I'll wait for Vaporesso to bring out an RBA for it hopefully, we'll see if they do. Thanks again guys.

Reactions: Like 1


----------



## osmanv

contrid said:


> Thanks for all the replies. I guess there is no way of doing this unless you make a custom glass section.
> 
> I'll wait for Vaporesso to bring out an RBA for it hopefully, we'll see if they do. Thanks again guys.


Hi there ,

I have managed to use the smok rba on my nrg tank.

All you need is the big baby beast glass, bottom o ring for the tank big baby beast and vaporesso top o ring. Works well. No leaks. Shout if you need pics.
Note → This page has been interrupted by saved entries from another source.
//! ONNX inference for Silero VAD.
//!
//! Model I/O contract:
//! - `input`: `[1, frame + context]` f32 audio in [-1, 1]
//! - `state`: `[2, 1, 128]` recurrent state
//! - `sr`: sample rate as int64 `[1]`
//! - outputs: `output` (speech probability `[1, 1]`) and `stateN`
//!   (updated recurrent state)

use std::path::Path;

use anyhow::{Context, Result};
use ndarray::Array3;
use ort::session::Session;
use ort::session::builder::{GraphOptimizationLevel, SessionBuilder};
use ort::value::Value;
use tracing::{debug, info};

use super::config::VadConfig;
use crate::audio::resample;

const STATE_DIM_0: usize = 2;
const STATE_DIM_1: usize = 1;
const STATE_DIM_2: usize = 128;
const STATE_SIZE: usize = STATE_DIM_0 * STATE_DIM_1 * STATE_DIM_2;

/// One loaded Silero VAD session plus its recurrent state and context buffer.
/// Not thread safe by itself; [`super::SileroVad`] serializes access.
pub struct VadModel {
    session: Session,
    config: VadConfig,
    state: Array3<f32>,
    /// Last `context_size` samples of the previous frame.
    context: Vec<f32>,
    sample_rate_tensor: i64,
}

impl VadModel {
    /// Load the model from `config.model_path` and initialise zeroed state.
    pub fn load(config: VadConfig) -> Result<Self> {
        info!(path = %config.model_path.display(), "loading VAD model");
        let session = model_session(&config.model_path, config.num_threads)
            .context("failed to load VAD model")?;

        let context = vec![0.0f32; config.context_size()];
        let sample_rate_tensor = config.sample_rate.as_hz() as i64;

        Ok(Self {
            session,
            state: Array3::zeros((STATE_DIM_0, STATE_DIM_1, STATE_DIM_2)),
            context,
            config,
            sample_rate_tensor,
        })
    }

    /// Run one frame through the model and return the speech probability.
    ///
    /// # Errors
    ///
    /// Fails when `frame` is not exactly the configured frame size or when
    /// inference fails.
    pub fn process(&mut self, frame: &[i16]) -> Result<f32> {
        let frame_size = self.config.frame_size();
        if frame.len() != frame_size {
            anyhow::bail!(
                "invalid VAD frame size: got {}, expected {}",
                frame.len(),
                frame_size
            );
        }

        let audio = resample::frame_to_f32(frame);

        let context_size = self.config.context_size();
        let mut input = Vec::with_capacity(context_size + frame_size);
        input.extend_from_slice(&self.context);
        input.extend_from_slice(&audio);
        self.context
            .copy_from_slice(&audio[audio.len() - context_size..]);

        self.infer(&input)
    }

    fn infer(&mut self, input: &[f32]) -> Result<f32> {
        let input_len = input.len();
        let input_value = Value::from_array(([1, input_len], input.to_vec()))
            .context("failed to create input tensor")?
            .into();

        let state_data: Vec<f32> = self.state.iter().copied().collect();
        let state_value = Value::from_array(([STATE_DIM_0, STATE_DIM_1, STATE_DIM_2], state_data))
            .context("failed to create state tensor")?
            .into();

        let sr_value = Value::from_array(([1], vec![self.sample_rate_tensor]))
            .context("failed to create sample rate tensor")?
            .into();

        let inputs: Vec<(&str, Value)> = vec![
            ("input", input_value),
            ("state", state_value),
            ("sr", sr_value),
        ];

        let outputs = self.session.run(inputs).context("VAD inference failed")?;

        let (_, probs) = outputs
            .get("output")
            .context("no 'output' tensor in VAD results")?
            .try_extract_tensor::<f32>()
            .context("failed to extract VAD output tensor")?;
        let speech_prob = probs.first().copied().unwrap_or(0.0);

        if let Some(state_tensor) = outputs.get("stateN") {
            let (_, state_data) = state_tensor
                .try_extract_tensor::<f32>()
                .context("failed to extract stateN tensor")?;
            if state_data.len() == STATE_SIZE {
                self.state = Array3::from_shape_vec(
                    (STATE_DIM_0, STATE_DIM_1, STATE_DIM_2),
                    state_data.to_vec(),
                )
                .context("failed to reshape VAD state")?;
            }
        }

        debug!(speech_prob, "VAD frame");
        Ok(speech_prob)
    }

    /// Zero the recurrent state and the context buffer.
    pub fn reset(&mut self) {
        self.state = Array3::zeros((STATE_DIM_0, STATE_DIM_1, STATE_DIM_2));
        self.context.fill(0.0);
    }

    pub fn frame_size(&self) -> usize {
        self.config.frame_size()
    }
}

/// Shared ONNX session construction for the small streaming models (VAD and
/// wake word): maximum graph optimization, bounded threads.
pub(crate) fn model_session(model_path: &Path, num_threads: usize) -> Result<Session> {
    SessionBuilder::new()?
        .with_optimization_level(GraphOptimizationLevel::Level3)?
        .with_intra_threads(num_threads)?
        .with_inter_threads(1)?
        .commit_from_file(model_path)
        .with_context(|| format!("failed to load ONNX model {}", model_path.display()))
}

#[cfg(test)]
mod tests {
    use super::*;

    #[test]
    fn test_state_dimensions() {
        assert_eq!(STATE_SIZE, 256);
    }
}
Sent from my SM-N920C using Tapatalk

Reactions: Like 1 | Useful 1 | Creative 1


----------



## Ripperwbfg

osmanv said:


> Hi there ,
> 
> I have managed to use the smok rba on my nrg tank.
> 
> All you need is the big baby beast glass, bottom o ring for the tank big baby beast and vaporesso top o ring. Works well. No leaks. Shout if you need pics.
> 
> Sent from my SM-N920C using Tapatalk


Done the exact same thing and it worked great , flavour wasn't as good as the big baby beast tho


Sent from my Redmi 4A using Tapatalk

Reactions: Like 1


----------



## Malzonie

_Thanks for making me waste my money buying the BABY Beast RBA and glass for my NRG because it DOES NOT FIT!!! I registered on this dam site just to warn others do not listen to these guys they are trolling it DOES NOT WORK!
_
Edit: I was sent the wrong glass from the company I purchased it from.

Reactions: Funny 2


----------



## Nitro

Baby beast is a smaller tank so it won't work with nrg. Glass are different sizes. If you did more research you would of found out.

Reactions: Like 1


----------



## BumbleBee

Malzonie said:


> Thanks for making me waste my money buying the BABY Beast RBA and glass for my NRG because it DOES NOT FIT!!! I registered on this dam site just to warn others do not listen to these guys they are trolling it DOES NOT WORK!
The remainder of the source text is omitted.